People who believe in serendipity can ‘create’ parking spaces. And somehow, without asking for it, I developed this more fun, uncanny ’talent.’ (I also got the knack of spotting famous people that other people didn’t recognize. A knack which has little marketability, unless you want to work for the National Enquirer … and I do not.) Inexplicably, Zelig-like, I am always at the right door, arriving the right moment, standing in the exact right part of the room He or She Famous Person will cross. At first I just accepted my “gift.” I did not abuse it, was never a stalker. No, I cherished it, celebrated it! Thus, the ability remains to this day refined, honed to perfection. A strange “gift” but mine own.
I am renowned among my friends for this ‘calling’ and have used it with unparalleled success at Democratic Conventions, movie premieres, and sporting events. I’ve met Senators, Governors, and Presidents, as candidates and elected. I’ve shaken hands and chatted up royalty. A King, a Prince, and an ex-Princess. I’ve complimented renowned opera tenors, ballet dancers, tap luminaries. I’ve schmoozed Academy Award winners, hoop stars, World Series ringholders, authors, poets, and as of late, TV reality show contestants, both gay and straight. (The two fat guys from Amazing Race were a hoot.) I’ve met The Donald, even though I didn’t want to.
Where most people stand shyly and whisper or point at celebrities or rush them boorishly with cameras or autograph requests, I never ask for either. I merely say hi or smile, and if they stop, I talk to them.
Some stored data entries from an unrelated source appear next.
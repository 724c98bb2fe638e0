//! Planar polygon triangulation.

use crate::types::plan_to_world;
use glam::Vec3;

/// Triangulate a plan polygon at a fixed elevation.
///
/// Triangles fan out from the first point, so a quad splits along its 0-2
/// diagonal. This is exact for convex polygons only. With `flip` each
/// triangle is emitted as `(a, c, b)`.
pub fn triangulate(points: &[[f32; 2]], elevation: f32, flip: bool) -> Vec<[Vec3; 3]> {
    if points.len() < 3 {
        return Vec::new();
    }

    let world: Vec<Vec3> = points.iter().map(|&p| plan_to_world(p, elevation)).collect();
    let a = world[0];
    world[1..]
        .windows(2)
        .map(|pair| {
            let (b, c) = (pair[0], pair[1]);
            if flip {
                [a, c, b]
            } else {
                [a, b, c]
            }
        })
        .collect()
}
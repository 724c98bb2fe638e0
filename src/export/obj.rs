//! Wavefront OBJ/MTL export.
//!
//! The mesh is written with global `v`/`vn`/`vt` pools followed by the faces
//! in insertion order. A `usemtl` line is emitted only when the material
//! changes between consecutive faces.

use crate::material::Material;
use crate::mesher::{Face, MeshAccumulator};
use std::fmt::Write;

/// Name of the material library referenced by every exported OBJ.
pub const MATERIAL_LIBRARY: &str = "materials.mtl";

/// Serialize a mesh to OBJ text.
pub fn write_obj(mesh: &MeshAccumulator, name: &str) -> String {
    // ~40 bytes per pool line, ~30 per face
    let capacity = 256
        + (mesh.vertices.len() + mesh.normals.len() + mesh.tex_coords.len()) * 40
        + mesh.faces.len() * 30;
    let mut obj = String::with_capacity(capacity);

    writeln!(obj, "# Floor plan OBJ export").unwrap();
    writeln!(obj, "# Vertices: {}", mesh.vertices.len()).unwrap();
    writeln!(obj, "# Faces: {}", mesh.faces.len()).unwrap();
    writeln!(obj).unwrap();
    writeln!(obj, "mtllib {}", MATERIAL_LIBRARY).unwrap();
    writeln!(obj, "o {}", name).unwrap();
    writeln!(obj).unwrap();

    for v in &mesh.vertices {
        writeln!(obj, "v {} {} {}", v.x, v.y, v.z).unwrap();
    }
    for n in &mesh.normals {
        writeln!(obj, "vn {} {} {}", n.x, n.y, n.z).unwrap();
    }
    for uv in &mesh.tex_coords {
        writeln!(obj, "vt {} {}", uv[0], uv[1]).unwrap();
    }
    writeln!(obj).unwrap();

    let mut current: Option<&str> = None;
    for face in &mesh.faces {
        if current != Some(face.material.as_str()) {
            writeln!(obj, "usemtl {}", face.material).unwrap();
            current = Some(face.material.as_str());
        }
        write_face(&mut obj, face);
    }

    obj
}

fn write_face(obj: &mut String, face: &Face) {
    obj.push('f');
    for i in 0..3 {
        let v = face.vertices[i];
        match (face.uvs, face.normals) {
            (Some(t), Some(n)) => write!(obj, " {}/{}/{}", v, t[i], n[i]),
            (Some(t), None) => write!(obj, " {}/{}", v, t[i]),
            (None, Some(n)) => write!(obj, " {}//{}", v, n[i]),
            (None, None) => write!(obj, " {}", v),
        }
        .unwrap();
    }
    obj.push('\n');
}

/// Serialize materials to MTL text.
pub fn write_mtl<'a>(materials: impl IntoIterator<Item = &'a Material>) -> String {
    let mut mtl = String::new();
    writeln!(mtl, "# Floor plan materials").unwrap();

    for m in materials {
        writeln!(mtl).unwrap();
        writeln!(mtl, "newmtl {}", m.name).unwrap();
        writeln!(mtl, "Ka {} {} {}", m.ambient[0], m.ambient[1], m.ambient[2]).unwrap();
        writeln!(mtl, "Kd {} {} {}", m.diffuse[0], m.diffuse[1], m.diffuse[2]).unwrap();
        writeln!(mtl, "Ks {} {} {}", m.specular[0], m.specular[1], m.specular[2]).unwrap();
        writeln!(mtl, "Ns {}", m.shininess).unwrap();
        writeln!(mtl, "d {}", m.opacity()).unwrap();
        writeln!(mtl, "illum 2").unwrap();
        if let Some(texture) = &m.texture {
            writeln!(mtl, "map_Kd {}", texture).unwrap();
        }
    }

    mtl
}
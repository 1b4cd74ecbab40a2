//! Funding instruction builder.
//!
//! Deposits reward tokens into the rewarder account and opens a new funding
//! window of `timeframe_in_second`. Only the pool's funder authority may fund;
//! the program enforces that, along with the minimum timeframe rules.

use anchor_lang::prelude::*;
use anchor_lang::solana_program::instruction::Instruction;
use anchor_lang::ToAccountMetas;

use crate::instructions::{build, instruction};

#[derive(Clone, Debug, PartialEq, Eq)]
pub struct Funding {
    pub staking_data: Pubkey,
    pub rewarder_account: Pubkey,
    /// Funder's token account for the pool mint.
    pub funder_account: Pubkey,
    pub authority: Pubkey,
}

impl ToAccountMetas for Funding {
    fn to_account_metas(&self, _is_signer: Option<bool>) -> Vec<AccountMeta> {
        vec![
            AccountMeta::new(self.staking_data, false),
            AccountMeta::new(self.rewarder_account, false),
            AccountMeta::new(self.funder_account, false),
            AccountMeta::new_readonly(self.authority, true),
            AccountMeta::new_readonly(anchor_spl::token::ID, false),
        ]
    }
}

pub fn funding(program_id: Pubkey, accounts: &Funding, amount: u64, timeframe_in_second: u64) -> Instruction {
    build(
        program_id,
        accounts,
        &instruction::Funding {
            amount,
            timeframe_in_second,
        },
    )
}
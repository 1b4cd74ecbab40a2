//! Reward projection.
//!
//! Mirrors the program's reward formula so a client can show what a staker
//! has accrued without sending a transaction. The program stores the result
//! as an integer, truncated toward zero; [`reward_amount`] does the same.
//!
//! Formula, with `days` and `frame_days` as real-valued day counts:
//!
//! ```text
//! gained_total          = pool_reward * days * staked / (frame_days * pool_staked)
//! gained_percent_per_day = min(gained_total / days * 100 / (staked / days), apy_max / 365.5)
//! gained                = gained_percent_per_day * (staked / days) * days / 100
//! ```

use crate::constants::{DAYS_PER_YEAR, SECONDS_PER_DAY};
use crate::state::{StakingData, StakingState};

/// Reward a staker would be credited for the current window.
///
/// Returns `0.0` when nothing accrues: no stake, a stake starting after the
/// window, a holding time below `min_stake_period`, or degenerate inputs
/// (empty pool, empty window, clock behind the stake).
#[allow(clippy::too_many_arguments)]
pub fn calculate_reward(
    apy_max: u64,
    pool_staked: u64,
    pool_reward: u64,
    timeframe_start: u64,
    timeframe_end: u64,
    staked: u64,
    stake_start_time: u64,
    min_stake_period: u64,
    now_ts: u64,
) -> f64 {
    if staked == 0 || stake_start_time >= timeframe_end {
        return 0.0;
    }

    let frame_seconds = match timeframe_end.checked_sub(timeframe_start) {
        Some(s) => s,
        None => return 0.0,
    };
    let seconds = match now_ts.checked_sub(stake_start_time) {
        Some(s) => s.min(frame_seconds),
        None => return 0.0,
    };

    // Cliff, not pro-rated.
    if seconds < min_stake_period {
        return 0.0;
    }
    if seconds == 0 || frame_seconds == 0 || pool_staked == 0 {
        return 0.0;
    }

    let days = seconds as f64 / SECONDS_PER_DAY as f64;
    let frame_days = frame_seconds as f64 / SECONDS_PER_DAY as f64;
    let gained_total = (pool_reward as f64 * days * staked as f64) / (frame_days * pool_staked as f64);
    let gained_per_day = gained_total / days;
    let staked_per_day = staked as f64 / days;
    let mut gained_percent_per_day = gained_per_day * 100.00 / staked_per_day;
    let apd_max = apy_max as f64 / DAYS_PER_YEAR;

    if gained_percent_per_day > apd_max {
        gained_percent_per_day = apd_max;
    }

    let gained = gained_percent_per_day * staked_per_day * days / 100.00;
    if gained.is_finite() && gained > 0.0 {
        gained
    } else {
        0.0
    }
}

/// [`calculate_reward`] truncated to a token amount.
#[allow(clippy::too_many_arguments)]
pub fn reward_amount(
    apy_max: u64,
    pool_staked: u64,
    pool_reward: u64,
    timeframe_start: u64,
    timeframe_end: u64,
    staked: u64,
    stake_start_time: u64,
    min_stake_period: u64,
    now_ts: u64,
) -> u64 {
    calculate_reward(
        apy_max,
        pool_staked,
        pool_reward,
        timeframe_start,
        timeframe_end,
        staked,
        stake_start_time,
        min_stake_period,
        now_ts,
    ) as u64
}

/// Reward the program has already recorded for this staker.
///
/// Scans every entry; a staker that fully unstaked has no entry and gets 0.
pub fn gained_reward(pool: &StakingData, state: &StakingState) -> u64 {
    pool.stakers
        .iter()
        .find(|staker| staker.staker_crc == state.my_crc)
        .map(|staker| staker.gained_reward)
        .unwrap_or(0)
}

/// Recorded and projected reward for one staker at a point in time.
#[derive(Clone, Copy, Debug, Default, PartialEq, Eq)]
pub struct RewardSnapshot {
    pub recorded: u64,
    pub projected: u64,
}

impl RewardSnapshot {
    pub fn total(&self) -> u64 {
        self.recorded.saturating_add(self.projected)
    }
}

/// Project the staker's reward for the pool's current funding window.
pub fn project(pool: &StakingData, state: &StakingState, now_ts: u64) -> RewardSnapshot {
    let entry = match pool.find_staker(state.my_crc) {
        Some(entry) => entry,
        None => return RewardSnapshot::default(),
    };
    let projected = reward_amount(
        pool.apy_max as u64,
        pool.total_staked,
        pool.pool_reward,
        pool.timeframe_started,
        pool.timeframe_end(),
        entry.staked,
        entry.staked_time,
        pool.min_stake_period,
        now_ts,
    );
    RewardSnapshot {
        recorded: entry.gained_reward,
        projected,
    }
}
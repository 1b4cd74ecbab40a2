//! Account layouts read back from the staking program and the clock sysvar.

pub mod clock;
pub mod staking_data;
pub mod staking_state;

pub use clock::*;
pub use staking_data::*;
pub use staking_state::*;

use anchor_lang::AccountDeserialize;

use crate::error::{ClientErrorCode, Result, StakingError};

/// Decode an Anchor account, checking its discriminator.
pub fn decode_account<T: AccountDeserialize>(data: &[u8]) -> Result<T> {
    let mut buf = data;
    T::try_deserialize(&mut buf)
        .map_err(|e| StakingError::with_detail(ClientErrorCode::InvalidAccountData, e))
}
//! Program-derived addresses used by the staking program.
//!
//! Each helper mirrors the seeds the program checks, so accounts can be
//! located without a round trip.

use anchor_lang::prelude::*;

use crate::constants::*;
use crate::error::{ClientErrorCode, Result};

/// Derive an off-curve address from a seed label plus ordered components.
///
/// Bump seeds are tried from 255 down. Fails with
/// [`ClientErrorCode::DerivationExhausted`] when no bump yields a valid address.
pub fn derive(seed_label: &[u8], components: &[&[u8]], program_id: &Pubkey) -> Result<(Pubkey, u8)> {
    let mut seeds: Vec<&[u8]> = Vec::with_capacity(components.len() + 1);
    seeds.push(seed_label);
    seeds.extend_from_slice(components);
    Pubkey::try_find_program_address(&seeds, program_id)
        .ok_or_else(|| ClientErrorCode::DerivationExhausted.into())
}

/// Pool PDA for the derived layout: `"staking" + authority + mint`.
pub fn staking_data_pda(authority: &Pubkey, mint: &Pubkey, program_id: &Pubkey) -> Result<(Pubkey, u8)> {
    derive(STAKING_SEED, &[authority.as_ref(), mint.as_ref()], program_id)
}

pub fn escrow_pda(staking_data: &Pubkey, program_id: &Pubkey) -> Result<(Pubkey, u8)> {
    derive(ESCROW_SEED, &[staking_data.as_ref()], program_id)
}

pub fn rewarder_pda(staking_data: &Pubkey, program_id: &Pubkey) -> Result<(Pubkey, u8)> {
    derive(REWARDER_SEED, &[staking_data.as_ref()], program_id)
}

/// Signer PDA the program uses to move tokens out of escrow and rewarder.
pub fn staking_authority_pda(staking_data: &Pubkey, program_id: &Pubkey) -> Result<(Pubkey, u8)> {
    derive(STAKING_AUTHORITY_SEED, &[staking_data.as_ref()], program_id)
}

pub fn staking_state_pda(staking_data: &Pubkey, staker: &Pubkey, program_id: &Pubkey) -> Result<(Pubkey, u8)> {
    derive(STAKER_SEED, &[staking_data.as_ref(), staker.as_ref()], program_id)
}

/// How the pool account address is obtained.
///
/// Program revisions differ here: older ones derive the pool from authority
/// and mint, newer ones expect a freshly generated keypair account.
#[derive(Debug, Clone, Copy, PartialEq, Eq)]
pub enum PoolAddressing {
    Derived { authority: Pubkey, mint: Pubkey },
    Generated { address: Pubkey },
}

impl PoolAddressing {
    pub fn resolve(&self, program_id: &Pubkey) -> Result<Pubkey> {
        match self {
            PoolAddressing::Derived { authority, mint } => {
                staking_data_pda(authority, mint, program_id).map(|(address, _)| address)
            }
            PoolAddressing::Generated { address } => Ok(*address),
        }
    }

    pub fn is_generated(&self) -> bool {
        matches!(self, PoolAddressing::Generated { .. })
    }
}
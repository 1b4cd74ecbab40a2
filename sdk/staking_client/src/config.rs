//! Client configuration: RPC endpoint and deployed program id.
//!
//! Reads the same `config.json` shape the web frontend ships with:
//! `{ "url": "...", "program": "<base58 program id>" }`.

use std::path::Path;
use std::str::FromStr;

use anchor_lang::prelude::*;
use serde::Deserialize;

use crate::constants::DEFAULT_URL;
use crate::error::{ClientErrorCode, Result, StakingError};

#[derive(Deserialize)]
struct RawConfig {
    url: String,
    program: String,
}

#[derive(Debug, Clone, PartialEq, Eq)]
pub struct ClientConfig {
    /// RPC endpoint. The client never dials it; a [`Connection`] built by the
    /// caller does.
    ///
    /// [`Connection`]: crate::client::Connection
    pub url: String,
    /// Deployed staking program; every derived address and instruction uses it.
    pub program: Pubkey,
}

impl Default for ClientConfig {
    fn default() -> Self {
        Self {
            url: DEFAULT_URL.to_string(),
            program: crate::ID,
        }
    }
}

impl ClientConfig {
    pub fn from_json(json: &str) -> Result<Self> {
        let raw: RawConfig = serde_json::from_str(json)
            .map_err(|e| StakingError::with_detail(ClientErrorCode::InvalidConfig, e))?;
        let program = Pubkey::from_str(&raw.program)
            .map_err(|e| StakingError::with_detail(ClientErrorCode::InvalidConfig, e))?;
        Ok(Self {
            url: raw.url,
            program,
        })
    }

    pub fn load(path: impl AsRef<Path>) -> Result<Self> {
        let path = path.as_ref();
        let json = std::fs::read_to_string(path).map_err(|e| {
            StakingError::with_detail(ClientErrorCode::InvalidConfig, format!("{}: {}", path.display(), e))
        })?;
        let config = Self::from_json(&json)?;
        msg!("Loaded config from {}: url={} program={}", path.display(), config.url, config.program);
        Ok(config)
    }
}
//! Claim-reward instruction builder.
//!
//! Pays part or all of a staker's gained reward out of the rewarder account.

use anchor_lang::prelude::*;
use anchor_lang::solana_program::instruction::Instruction;
use anchor_lang::ToAccountMetas;

use crate::instructions::{build, instruction};

#[derive(Clone, Debug, PartialEq, Eq)]
pub struct ClaimReward {
    pub staking_data: Pubkey,
    pub stake_state_account: Pubkey,
    pub rewarder_account: Pubkey,
    /// Token account receiving the reward.
    pub claimer: Pubkey,
    pub authority: Pubkey,
    pub staking_authority: Pubkey,
}

impl ToAccountMetas for ClaimReward {
    fn to_account_metas(&self, _is_signer: Option<bool>) -> Vec<AccountMeta> {
        vec![
            AccountMeta::new(self.staking_data, false),
            AccountMeta::new(self.stake_state_account, false),
            AccountMeta::new(self.rewarder_account, false),
            AccountMeta::new(self.claimer, false),
            AccountMeta::new_readonly(self.authority, true),
            AccountMeta::new_readonly(self.staking_authority, false),
            AccountMeta::new_readonly(anchor_spl::token::ID, false),
        ]
    }
}

/// Claim `amount` of the gained reward; the program rejects amounts above it.
pub fn claim_reward(program_id: Pubkey, accounts: &ClaimReward, amount: u64) -> Instruction {
    build(program_id, accounts, &instruction::ClaimReward { amount })
}
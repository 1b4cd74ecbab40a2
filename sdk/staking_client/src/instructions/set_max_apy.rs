//! Set-max-apy instruction builder.
//!
//! Admin-only update of the pool's annual yield ceiling. The program checks
//! that the signer is the pool authority.

use anchor_lang::prelude::*;
use anchor_lang::solana_program::instruction::Instruction;
use anchor_lang::ToAccountMetas;

use crate::instructions::{build, instruction};

#[derive(Clone, Debug, PartialEq, Eq)]
pub struct SetMaxApy {
    pub staking_data: Pubkey,
    pub authority: Pubkey,
}

impl ToAccountMetas for SetMaxApy {
    fn to_account_metas(&self, _is_signer: Option<bool>) -> Vec<AccountMeta> {
        vec![
            AccountMeta::new(self.staking_data, false),
            AccountMeta::new_readonly(self.authority, true),
        ]
    }
}

pub fn set_max_apy(program_id: Pubkey, accounts: &SetMaxApy, apy_max: u32) -> Instruction {
    build(program_id, accounts, &instruction::SetMaxApy { apy_max })
}
//! Initialize-stake-state instruction builder.
//!
//! Creates the per-staker state PDA under an existing pool.

use anchor_lang::prelude::*;
use anchor_lang::solana_program::{instruction::Instruction, sysvar};
use anchor_lang::ToAccountMetas;

use crate::error::Result;
use crate::instructions::{build, instruction};
use crate::pda::staking_state_pda;

#[derive(Clone, Debug, PartialEq, Eq)]
pub struct InitializeStakeState {
    pub staking_data: Pubkey,
    pub stake_state_account: Pubkey,
    pub authority: Pubkey,
}

impl InitializeStakeState {
    pub fn new(staking_data: Pubkey, authority: Pubkey, program_id: &Pubkey) -> Result<Self> {
        let (stake_state_account, _) = staking_state_pda(&staking_data, &authority, program_id)?;
        Ok(Self {
            staking_data,
            stake_state_account,
            authority,
        })
    }
}

impl ToAccountMetas for InitializeStakeState {
    fn to_account_metas(&self, _is_signer: Option<bool>) -> Vec<AccountMeta> {
        vec![
            AccountMeta::new(self.staking_data, false),
            AccountMeta::new(self.stake_state_account, false),
            AccountMeta::new(self.authority, true),
            AccountMeta::new_readonly(anchor_spl::token::ID, false),
            AccountMeta::new_readonly(anchor_lang::system_program::ID, false),
            AccountMeta::new_readonly(sysvar::rent::ID, false),
        ]
    }
}

pub fn initialize_stake_state(program_id: Pubkey, accounts: &InitializeStakeState) -> Instruction {
    build(program_id, accounts, &instruction::InitializeStakeState {})
}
I cannot think of a modest way to say it to you, but yes, I am attractive, tall though I think shrinking a bit, thin, though not as thin and of course you guessed it … blonde. But it’s probably not looks, it’s the “gift” that keeps giving.
95% of the famous were lovely. I will now name names of those who were not: Nathan Lane … really nasty and I don’t care that he is chronically depressed. So am I and it’s not an excuse to be rude to someone who only says “Hi, we have Garry Marshall in common.” And of course, it comes as no surprise, Rosie O’Donnell is the Queen of Nice-Not!! I sat next to her at a screening of a film Garry directed her in and she was really nasty. I met her again at a party and tried to give her a second chance. Nope, still nasty. Maybe on second thought, they just don’t like Garry. Naw … he’s a great guy.
“Where were we?”
But I’ve digressed. Here I am waiting to see Hugh Jackman. He has made a habit of doing comedy schtick with people who come to the show late, but I wouldn’t resort to anything as contrived as that to get his attention. I don’t have to, remember … I have the “gift.” Lil and I take our seats seventh row, right side. Good seats under most circumstances but not good enough to get Hugh’s eye from the stage. But I have no fear. The audience fills up and lo and behold there is an empty seat, fourth row on the aisle. I tell Lil if no one shows up, I’ll sit there for the first act and she can sit there the second. (Remember, I’m not Bonnie!) No one shows up.
When the second musical number starts and the ushers bring in the late comers, I see my chance, As Hugh has the lights turned up to nail them, I quietly slip into the still empty seat. He hasn’t noticed me, busy teasing two elderly women from New Jersey, but I’m not worried. My time will come. And it does, though not in the way I had anticipated. The “gift” arrives in many wrappings.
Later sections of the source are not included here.